| YOUR INSTRUCTIONS |
Reprint the entries without altering anything.

| Stored data |

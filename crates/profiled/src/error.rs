// Copyright (c) 2025 woxQAQ
//
// Licensed under the MIT License or Apache License 2.0
// See LICENSE files for details

//! # Error types
//!
//! Profiled calls never produce errors of their own: the wrapper is
//! transparent to whatever the wrapped function returns or panics with.
//! The errors here cover report configuration and report export only.

use thiserror::Error;

/// Result type alias for configuration parsing
pub type ConfigResult<T> = Result<T, ConfigError>;

/// Result type alias for report export
pub type ReportResult<T> = Result<T, ReportError>;

/// Errors raised while building a [`ReportConfig`](crate::ReportConfig)
#[derive(Debug, Error, Clone, PartialEq, Eq)]
pub enum ConfigError {
    /// Sort key is not one of the supported keys
    #[error("Unknown sort key '{0}' (expected one of: name, total, mean, calls, max)")]
    UnknownSortKey(String),

    /// Time unit is not one of the supported units
    #[error("Unknown time unit '{0}' (expected one of: s, ms, us, ns)")]
    UnknownTimeUnit(String),

    /// A numeric setting could not be parsed
    #[error("Invalid value '{value}' for setting '{key}'")]
    InvalidValue { key: String, value: String },

    /// A setting has the wrong JSON type
    #[error("Setting '{key}' must be a {expected}")]
    InvalidType { key: String, expected: &'static str },
}

/// Errors raised while exporting a [`StatsReport`](crate::StatsReport)
#[derive(Debug, Error)]
pub enum ReportError {
    /// Failed to serialize the report
    #[error("Failed to serialize profiling report: {0}")]
    Serialization(#[from] serde_json::Error),
}

#[cfg(test)]
mod tests {
    use super::*;

    #[test]
    fn test_config_error_display() {
        let error = ConfigError::UnknownSortKey("speed".to_string());
        let msg = format!("{}", error);
        assert!(msg.contains("speed"));
        assert!(msg.contains("Unknown sort key"));

        let error = ConfigError::InvalidValue {
            key: "PROFILED_MIN_CALLS".to_string(),
            value: "many".to_string(),
        };
        assert_eq!(
            error.to_string(),
            "Invalid value 'many' for setting 'PROFILED_MIN_CALLS'"
        );
    }
}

| WRITTEN SOLUTION |
filename crates/profiled/src/error.rs
// Copyright (c) 2025 woxQAQ
//
// Licensed under the MIT License or Apache License 2.0
// See LICENSE files for details

//! # Error types
//!
//! Profiled calls never produce errors of their own: the wrapper is
//! transparent to whatever the wrapped function returns or panics with.
//! The errors here cover report configuration and report export only.

use thiserror::Error;

/// Result type alias for configuration parsing
pub type ConfigResult<T> = Result<T, ConfigError>;

/// Result type alias for report export
pub type ReportResult<T> = Result<T, ReportError>;

/// Errors raised while building a [`ReportConfig`](crate::ReportConfig)
#[derive(Debug, Error, Clone, PartialEq, Eq)]
pub enum ConfigError {
    /// Sort key is not one of the supported keys
    #[error("Unknown sort key '{0}' (expected one of: name, total, mean, calls, max)")]
    UnknownSortKey(String),

    /// Time unit is not one of the supported units
    #[error("Unknown time unit '{0}' (expected one of: s, ms, us, ns)")]
    UnknownTimeUnit(String),

    /// A numeric setting could not be parsed
    #[error("Invalid value '{value}' for setting '{key}'")]
    InvalidValue { key: String, value: String },

    /// A setting has the wrong JSON type
    #[error("Setting '{key}' must be a {expected}")]
    InvalidType { key: String, expected: &'static str },
}

/// Errors raised while exporting a [`StatsReport`](crate::StatsReport)
#[derive(Debug, Error)]
pub enum ReportError {
    /// Failed to serialize the report
    #[error("Failed to serialize profiling report: {0}")]
    Serialization(#[from] serde_json::Error),
}

#[cfg(test)]
mod tests {
    use super::*;

    #[test]
    fn test_config_error_display() {
        let error = ConfigError::UnknownSortKey("speed".to_string());
        let msg = format!("{}", error);
        assert!(msg.contains("speed"));
        assert!(msg.contains("Unknown sort key"));

        let error = ConfigError::InvalidValue {
            key: "PROFILED_MIN_CALLS".to_string(),
            value: "many".to_string(),
        };
        assert_eq!(
            error.to_string(),
            "Invalid value 'many' for setting 'PROFILED_MIN_CALLS'"
        );
    }
}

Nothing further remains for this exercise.